### Your objective
After finding the line with "out waiting for" in the data below, set down exactly each line through the one with "usize, column: String", inclusive, and stop there.

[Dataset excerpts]
........

//! Collection engine: metrics fan out across tenants, snapshots fan back in.
//!
//! `collect_metric` runs one definition against every tenant and stops
//! waiting once the timeout fires; `Collector::collect` runs every definition
//! at once. Per-tenant failures are logged and contribute nothing. No error
//! ever reaches the caller of `collect`.

use std::sync::Arc;
use std::time::{Duration, Instant};
use tokio::sync::mpsc;
use tokio::task::JoinSet;
use tracing::{debug, error, warn};

use crate::eligibility::{ensure_base_schema, resolve_statement};
use crate::metrics::ExporterMetrics;
use crate::model::{MetricDefinition, MetricSnapshot, Observation};
use crate::normalize;
use crate::tenant::Tenant;

pub struct Collector {
    metrics: Arc<[Arc<MetricDefinition>]>,
    tenants: Arc<[Arc<Tenant>]>,
    timeout: Duration,
    stats: Arc<ExporterMetrics>,
}

impl Collector {
    /// Definitions are frozen here, after the base schema has been added to
    /// every schema filter.
    pub fn new(
        mut definitions: Vec<MetricDefinition>,
        tenants: Vec<Arc<Tenant>>,
        timeout: Duration,
        stats: Arc<ExporterMetrics>,
    ) -> Self {
        ensure_base_schema(&mut definitions);
        Self {
            metrics: definitions.into_iter().map(Arc::new).collect(),
            tenants: tenants.into(),
            timeout,
            stats,
        }
    }

    pub fn definitions(&self) -> &[Arc<MetricDefinition>] {
        &self.metrics
    }

    pub fn tenants(&self) -> &[Arc<Tenant>] {
        &self.tenants
    }

    /// One full collection cycle. Snapshots come back in definition order;
    /// a definition with no usable results still yields an empty snapshot.
    pub async fn collect(&self) -> Vec<MetricSnapshot> {
        let started = Instant::now();
        let mut tasks = JoinSet::new();

        for (idx, metric) in self.metrics.iter().enumerate() {
            let metric = Arc::clone(metric);
            let tenants = Arc::clone(&self.tenants);
            let stats = Arc::clone(&self.stats);
            let timeout = self.timeout;
            tasks.spawn(async move {
                let observations = collect_metric(&metric, &tenants, timeout, &stats).await;
                let mut snapshot = MetricSnapshot::empty(&metric);
                snapshot.observations = observations;
                (idx, snapshot)
            });
        }

        let mut snapshots = Vec::with_capacity(self.metrics.len());
        while let Some(joined) = tasks.join_next().await {
            match joined {
                Ok(entry) => snapshots.push(entry),
                Err(e) => error!(error = %e, "metric collection task failed"),
            }
        }
        snapshots.sort_by_key(|(idx, _)| *idx);

        let elapsed = started.elapsed();
        ExporterMetrics::inc(&self.stats.scrapes_total);
        ExporterMetrics::set(&self.stats.last_scrape_duration_ms, elapsed.as_millis() as u64);
        debug!(
            metrics = snapshots.len(),
            tenants = self.tenants.len(),
            elapsed_ms = elapsed.as_millis() as u64,
            "collection cycle done"
        );

        snapshots.into_iter().map(|(_, s)| s).collect()
    }
}

/// Evaluate `metric` on every tenant concurrently and gather what arrives
/// before `timeout`. Tenants still running are left to finish on their own;
/// their results are dropped.
pub async fn collect_metric(
    metric: &Arc<MetricDefinition>,
    tenants: &[Arc<Tenant>],
    timeout: Duration,
    stats: &Arc<ExporterMetrics>,
) -> Vec<Observation> {
    let (tx, mut rx) = mpsc::channel::<Vec<Observation>>(tenants.len().max(1));

    for tenant in tenants {
        let tx = tx.clone();
        let metric = Arc::clone(metric);
        let tenant = Arc::clone(tenant);
        let stats = Arc::clone(stats);
        tokio::spawn(async move {
            let observations = evaluate(&metric, &tenant, &stats).await;
            if tx.send(observations).await.is_err() {
                ExporterMetrics::inc(&stats.late_results);
                debug!(metric = %metric.name, tenant = %tenant.name, "late result discarded");
            }
        });
    }
    drop(tx);

    let deadline = tokio::time::sleep(timeout);
    tokio::pin!(deadline);

    let mut observations = Vec::new();
    let mut delivered = 0;
    while delivered < tenants.len() {
        tokio::select! {
            delivery = rx.recv() => match delivery {
                Some(batch) => {
                    delivered += 1;
                    observations.extend(batch);
                }
                None => break,
            },
            _ = &mut deadline => {
                ExporterMetrics::inc(&stats.timeouts);
                warn!(
                    metric = %metric.name,
                    pending = tenants.len() - delivered,
                    timeout_ms = timeout.as_millis() as u64,
                    "metric collection timed out"
                );
                break;
            }
        }
    }

    observations
}

/// Eligibility, execution, and normalization for one (metric, tenant) pair.
async fn evaluate(metric: &MetricDefinition, tenant: &Tenant, stats: &ExporterMetrics) -> Vec<Observation> {
    let statement = match resolve_statement(metric, &tenant.tags, &tenant.schemas) {
        Ok(statement) => statement,
        Err(reason) if reason.is_config_problem() => {
            ExporterMetrics::inc(&stats.config_skips);
            error!(metric = %metric.name, tenant = %tenant.name, reason = %reason, "metric skipped");
            return Vec::new();
        }
        Err(reason) => {
            debug!(metric = %metric.name, tenant = %tenant.name, reason = %reason, "metric not applicable");
            return Vec::new();
        }
    };

    match normalize::evaluate(tenant, &statement).await {
        Ok(observations) => observations,
        Err(e) => {
            ExporterMetrics::inc(&stats.query_errors);
            error!(metric = %metric.name, tenant = %tenant.name, error = %e, "tenant query failed");
            Vec::new()
        }
    }
}
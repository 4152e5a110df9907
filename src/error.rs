//! Error taxonomy: configuration, connection, provisioning, and query failures.
//!
//! Only `ConfigError` (and listener/TLS setup failures surfaced as `io::Error`)
//! ever abort the process. Everything else is scoped to one tenant or one
//! (metric, tenant) pair and ends up as a log line plus missing observations.

use std::io;
use std::time::Duration;
use thiserror::Error;

use crate::query::ColumnClass;

/// Invalid or unreadable configuration. Fatal at startup.
#[derive(Debug, Error)]
pub enum ConfigError {
    #[error("cannot read config file '{path}': {source}")]
    Read { path: String, source: io::Error },

    #[error("invalid TOML in '{path}': {source}")]
    Parse {
        path: String,
        source: toml::de::Error,
    },

    #[error("{0}")]
    Invalid(String),
}

/// Failure to establish an authenticated session with a tenant database.
#[derive(Debug, Error)]
pub enum ConnectError {
    #[error("i/o: {0}")]
    Io(#[from] io::Error),

    #[error("tls: {0}")]
    Tls(String),

    #[error("authentication failed: {0}")]
    Auth(String),

    #[error("server error during startup: {0}")]
    Server(String),

    #[error("connect timed out after {0:?}")]
    Timeout(Duration),
}

/// Why a configured tenant never became ready.
#[derive(Debug, Error)]
pub enum ProvisionError {
    #[error("password unavailable: {0}")]
    Password(String),

    #[error("tls setup: {0}")]
    Tls(#[source] ConnectError),

    #[error("liveness check failed: {0}")]
    Ping(#[source] QueryError),

    #[error("usage/schema discovery failed: {0}")]
    Discovery(#[source] QueryError),
}

/// Failure while executing one statement or turning its rows into observations.
#[derive(Debug, Error)]
pub enum QueryError {
    #[error("i/o: {0}")]
    Io(#[from] io::Error),

    #[error("connect: {0}")]
    Connect(#[from] ConnectError),

    #[error("server: {0}")]
    Server(String),

    #[error("protocol: {0}")]
    Protocol(String),

    #[error("timed out waiting for a pooled connection")]
    PoolTimeout,

    #[error("connection pool closed")]
    PoolClosed,

    #[error("result has no columns")]
    NoColumns,

    #[error("first column '{column}' must be numeric, found {class}")]
    FirstColumnNotNumeric { column: String, class: ColumnClass },

    #[error("NULL value in row {row}, column '{column}'")]
    NullValue { row: usize, column: String },

    #[error("first column value '{value}' cannot be converted to f64")]
    InvalidFloat { value: String },

    #[error("label '{label}' appears more than once")]
    DuplicateLabel { label: String },
}

impl QueryError {
    /// True when the session that produced this error can no longer be reused.
    pub fn breaks_session(&self) -> bool {
        matches!(self, Self::Io(_) | Self::Protocol(_))
    }
}
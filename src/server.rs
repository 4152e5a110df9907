//! Process lifecycle: provision tenants, build the collector, serve scrapes.

use std::sync::Arc;
use tracing::{info, warn};

use crate::collector::Collector;
use crate::config::Config;
use crate::exposition::{self, AppState};
use crate::metrics::ExporterMetrics;
use crate::tenant::prepare_tenants;

/// Start the exporter and run until Ctrl-C.
pub async fn run(config: Config) -> Result<(), Box<dyn std::error::Error>> {
    config.validate()?;
    let addr = config.listen_addr()?;
    let stats = Arc::new(ExporterMetrics::new());

    // ─── Tenants ────────────────────────────────────────────────────────

    ExporterMetrics::set(&stats.tenants_configured, config.tenants.len() as u64);
    let tenants = prepare_tenants(
        &config.tenants,
        config.connect_timeout(),
        config.connect_timeout(),
    )
    .await;
    ExporterMetrics::set(&stats.tenants_ready, tenants.len() as u64);

    if tenants.is_empty() {
        warn!(configured = config.tenants.len(), "no tenant is ready; scrapes will only carry self-metrics");
    }
    if config.metrics.is_empty() {
        warn!("no metric definitions configured");
    }

    // ─── Collector ──────────────────────────────────────────────────────

    let timeout = config.timeout();
    let collector = Arc::new(Collector::new(
        config.metrics,
        tenants,
        timeout,
        Arc::clone(&stats),
    ));
    info!(
        metrics = collector.definitions().len(),
        tenants = collector.tenants().len(),
        timeout_secs = timeout.as_secs(),
        "collector ready"
    );

    // ─── HTTP ───────────────────────────────────────────────────────────

    let listener = exposition::bind(addr).await?;
    let state = AppState {
        collector: Arc::clone(&collector),
        stats,
    };
    exposition::serve(listener, state, shutdown_signal()).await?;

    info!("shutting down");
    for tenant in collector.tenants() {
        tenant.close().await;
    }
    Ok(())
}

async fn shutdown_signal() {
    if let Err(e) = tokio::signal::ctrl_c().await {
        warn!(error = %e, "cannot listen for Ctrl-C; running until killed");
        std::future::pending::<()>().await;
    }
}
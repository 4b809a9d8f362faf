// Copyright (c) 2025 Soumyadip Sarkar.
// All rights reserved.
//
// This source code is licensed under the license found in the
// LICENSE file in the root directory of this source tree.

use billdesk::commands::fx::{Series, set_rate, store_series};
use billdesk::db;
use billdesk::utils::fx_convert;
use chrono::NaiveDate;
use rusqlite::Connection;
use rust_decimal::Decimal;

fn setup() -> Connection {
    let conn = Connection::open_in_memory().unwrap();
    db::init_schema(&conn).unwrap();
    conn
}

fn day(d: u32) -> NaiveDate {
    NaiveDate::from_ymd_opt(2026, 3, d).unwrap()
}

#[test]
fn fx_triangulation_and_reciprocal() {
    let conn = setup();
    set_rate(&conn, "2026-03-01", "INR", "83".parse().unwrap()).unwrap();
    set_rate(&conn, "2026-03-01", "EUR", "0.90".parse().unwrap()).unwrap();

    // 90 EUR -> 100 USD -> 8300 INR
    let res = fx_convert(&conn, day(15), Decimal::new(9000, 2), "EUR", "INR").unwrap();
    assert_eq!(format!("{:.2}", res.round_dp(2)), "8300.00");

    // 166 INR / 83 = 2 USD
    let res2 = fx_convert(&conn, day(15), Decimal::new(16600, 2), "INR", "USD").unwrap();
    assert_eq!(format!("{:.2}", res2.round_dp(2)), "2.00");
}

#[test]
fn set_rate_replaces_same_day_value() {
    let conn = setup();
    set_rate(&conn, "2026-03-01", "EUR", "0.90".parse().unwrap()).unwrap();
    set_rate(&conn, "2026-03-01", "EUR", "0.50".parse().unwrap()).unwrap();
    let res = fx_convert(&conn, day(2), Decimal::from(10), "USD", "EUR").unwrap();
    assert_eq!(res, Decimal::from(5));
}

#[test]
fn uses_latest_rate_on_or_before_date() {
    let conn = setup();
    set_rate(&conn, "2026-03-01", "EUR", "0.90".parse().unwrap()).unwrap();
    set_rate(&conn, "2026-03-10", "EUR", "0.80".parse().unwrap()).unwrap();
    let early = fx_convert(&conn, day(5), Decimal::from(100), "USD", "EUR").unwrap();
    let late = fx_convert(&conn, day(12), Decimal::from(100), "USD", "EUR").unwrap();
    assert_eq!(early, Decimal::from(90));
    assert_eq!(late, Decimal::from(80));
}

#[test]
fn fetched_series_does_not_overwrite_manual_rates() {
    let conn = setup();
    set_rate(&conn, "2026-03-02", "EUR", "0.95".parse().unwrap()).unwrap();
    let series: Series = serde_json::from_str(
        r#"{"amount":1.0,"base":"USD","start_date":"2026-03-02","end_date":"2026-03-03",
            "rates":{"2026-03-02":{"EUR":0.91,"GBP":0.79},"2026-03-03":{"EUR":0.92}}}"#,
    )
    .unwrap();
    assert_eq!(store_series(&conn, &series).unwrap(), 2);
    let res = fx_convert(&conn, day(2), Decimal::from(100), "USD", "EUR").unwrap();
    assert_eq!(res, Decimal::from(95));
}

........

### Result of the task
    #[error("timed out waiting for a pooled connection")]
    PoolTimeout,

    #[error("connection pool closed")]
    PoolClosed,

    #[error("result has no columns")]
    NoColumns,

    #[error("first column '{column}' must be numeric, found {class}")]
    FirstColumnNotNumeric { column: String, class: ColumnClass },

    #[error("NULL value in row {row}, column '{column}'")]
    NullValue { row: usize, column: String },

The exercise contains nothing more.